Your goal - Lines from the records below that contain the word "enumerating" are to be copied out.

Records to use -

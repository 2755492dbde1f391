// Value objects shared between the library snapshot, catalog adapters,
// and the gap engines. Everything here is built fresh per scan.

use chrono::NaiveDate;
use serde::{Deserialize, Serialize};
use std::collections::BTreeMap;

/// A movie owned in the local library, matched by its TMDB id.
#[derive(Debug, Clone)]
pub struct OwnedMovie {
    pub tmdb_id: i64,
    pub title: String,
    pub year: Option<i32>,
}

/// One (season, episode) pair owned on disk. A multi-episode file yields
/// several of these sharing the same path.
#[derive(Debug, Clone, PartialEq, Eq, Hash)]
pub struct OwnedEpisode {
    pub season: u32,
    pub episode: u32,
}

/// A TV show present in the library snapshot, with whatever episodes
/// could be matched. `episodes` may be empty for a freshly-added show.
#[derive(Debug, Clone)]
pub struct OwnedShow {
    pub tvdb_id: i64,
    pub title: String,
    pub episodes: Vec<OwnedEpisode>,
}

/// Result of enumerating a movie library, with accounting for items
/// that could not be matched.
#[derive(Debug, Clone, Default)]
pub struct MovieSnapshot {
    pub movies: Vec<OwnedMovie>,
    /// Every item seen, including ones skipped for lack of an id.
    pub scanned: usize,
    pub skipped_no_external_id: u32,
}

/// Result of enumerating a TV library. Shows with zero matched episodes
/// are still included so the empty-series policy can decide their fate.
#[derive(Debug, Clone, Default)]
pub struct ShowSnapshot {
    pub shows: Vec<OwnedShow>,
    pub scanned: usize,
    pub skipped_no_external_id: u32,
    /// On-disk items whose filename yielded no (season, episode) pair.
    pub skipped_unparsed: u32,
}

/// Collection membership as reported by the movie catalog.
#[derive(Debug, Clone, Serialize, Deserialize)]
pub struct CollectionRef {
    pub id: i64,
    pub name: String,
}

/// A movie inside a catalog collection.
#[derive(Debug, Clone, Serialize, Deserialize)]
pub struct CollectionMovie {
    pub tmdb_id: i64,
    pub title: String,
    pub release_date: Option<NaiveDate>,
}

impl CollectionMovie {
    pub fn year(&self) -> Option<i32> {
        use chrono::Datelike;
        self.release_date.map(|d| d.year())
    }
}

/// The authoritative full member list of a collection. "Missing" is
/// always computed against `movies`.
#[derive(Debug, Clone, Serialize, Deserialize)]
pub struct CollectionRecord {
    pub id: i64,
    pub name: String,
    pub movies: Vec<CollectionMovie>,
}

/// One episode from the canonical catalog listing.
#[derive(Debug, Clone, Serialize, Deserialize)]
pub struct EpisodeRecord {
    pub tvdb_id: i64,
    pub season: u32,
    pub episode: u32,
    pub title: Option<String>,
    pub aired: Option<NaiveDate>,
}

impl EpisodeRecord {
    /// Display code like `S02E05`.
    pub fn episode_code(&self) -> String {
        format!("S{:02}E{:02}", self.season, self.episode)
    }

    pub fn is_special(&self) -> bool {
        self.season == 0
    }
}

/// Complete episode list for one series, partitioned by season.
/// Seasons iterate in ascending order.
#[derive(Debug, Clone, Serialize, Deserialize)]
pub struct SeriesEpisodeList {
    pub tvdb_id: i64,
    pub name: Option<String>,
    pub seasons: BTreeMap<u32, Vec<EpisodeRecord>>,
}

impl SeriesEpisodeList {
    pub fn episode_count(&self) -> usize {
        self.seasons.values().map(Vec::len).sum()
    }
}

/// Why items were left out of a scan, broken down by reason so coverage
/// gaps are distinguishable from ownership gaps.
#[derive(Debug, Clone, Default, Serialize)]
pub struct SkippedTally {
    /// No external id on the library item.
    pub no_external_id: u32,
    /// Filename the parser could not make sense of.
    pub unparsed: u32,
    /// Catalog lookup failed after retries.
    pub lookup_failed: u32,
    /// Excluded by configuration.
    pub excluded: u32,
    /// Dropped by the empty-series policy (zero owned episodes).
    pub empty_series: u32,
}

impl SkippedTally {
    pub fn total(&self) -> u32 {
        self.no_external_id + self.unparsed + self.lookup_failed + self.excluded + self.empty_series
    }
}

// === Movie gap report ===

#[derive(Debug, Clone, Serialize)]
pub struct MissingMovie {
    pub tmdb_id: i64,
    pub title: String,
    pub year: Option<i32>,
    pub release_date: Option<NaiveDate>,
}

#[derive(Debug, Clone, Serialize)]
pub struct CollectionGap {
    pub collection_id: i64,
    pub collection_name: String,
    pub total_movies: usize,
    pub owned_movies: usize,
    pub missing_movies: Vec<MissingMovie>,
}

impl CollectionGap {
    pub fn missing_count(&self) -> usize {
        self.missing_movies.len()
    }

    pub fn completion_percent(&self) -> f64 {
        if self.total_movies == 0 {
            return 100.0;
        }
        self.owned_movies as f64 / self.total_movies as f64 * 100.0
    }
}

#[derive(Debug, Clone, Serialize)]
pub struct MovieGapReport {
    pub library_name: String,
    pub movies_scanned: usize,
    pub movies_with_tmdb_id: usize,
    pub movies_in_collections: usize,
    pub unique_collections: usize,
    pub collections_with_gaps: Vec<CollectionGap>,
    pub skipped: SkippedTally,
    /// True when the scan was aborted and this is a partial report.
    pub cancelled: bool,
}

impl MovieGapReport {
    pub fn total_missing(&self) -> usize {
        self.collections_with_gaps
            .iter()
            .map(CollectionGap::missing_count)
            .sum()
    }

    pub fn complete_collections(&self) -> usize {
        self.unique_collections
            .saturating_sub(self.collections_with_gaps.len())
    }
}

// === Episode gap report ===

#[derive(Debug, Clone, Serialize)]
pub struct MissingEpisode {
    pub tvdb_id: i64,
    pub season: u32,
    pub episode: u32,
    pub title: Option<String>,
    pub aired: Option<NaiveDate>,
}

impl MissingEpisode {
    pub fn episode_code(&self) -> String {
        format!("S{:02}E{:02}", self.season, self.episode)
    }
}

#[derive(Debug, Clone, Serialize)]
pub struct SeasonGap {
    pub season: u32,
    pub total_episodes: usize,
    pub owned_episodes: usize,
    pub missing_episodes: Vec<MissingEpisode>,
}

#[derive(Debug, Clone, Serialize)]
pub struct ShowGap {
    pub tvdb_id: i64,
    pub show_title: String,
    pub total_episodes: usize,
    pub owned_episodes: usize,
    pub seasons_with_gaps: Vec<SeasonGap>,
}

impl ShowGap {
    pub fn missing_count(&self) -> usize {
        self.seasons_with_gaps
            .iter()
            .map(|s| s.missing_episodes.len())
            .sum()
    }

    pub fn completion_percent(&self) -> f64 {
        if self.total_episodes == 0 {
            return 100.0;
        }
        self.owned_episodes as f64 / self.total_episodes as f64 * 100.0
    }
}

#[derive(Debug, Clone, Serialize)]
pub struct EpisodeGapReport {
    pub library_name: String,
    pub shows_scanned: usize,
    pub shows_with_tvdb_id: usize,
    pub episodes_owned: usize,
    pub shows_with_gaps: Vec<ShowGap>,
    pub skipped: SkippedTally,
    pub cancelled: bool,
}

impl EpisodeGapReport {
    pub fn total_missing(&self) -> usize {
        self.shows_with_gaps.iter().map(ShowGap::missing_count).sum()
    }
}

Output below -
/// Result of enumerating a movie library, with accounting for items
/// Result of enumerating a TV library. Shows with zero matched episodes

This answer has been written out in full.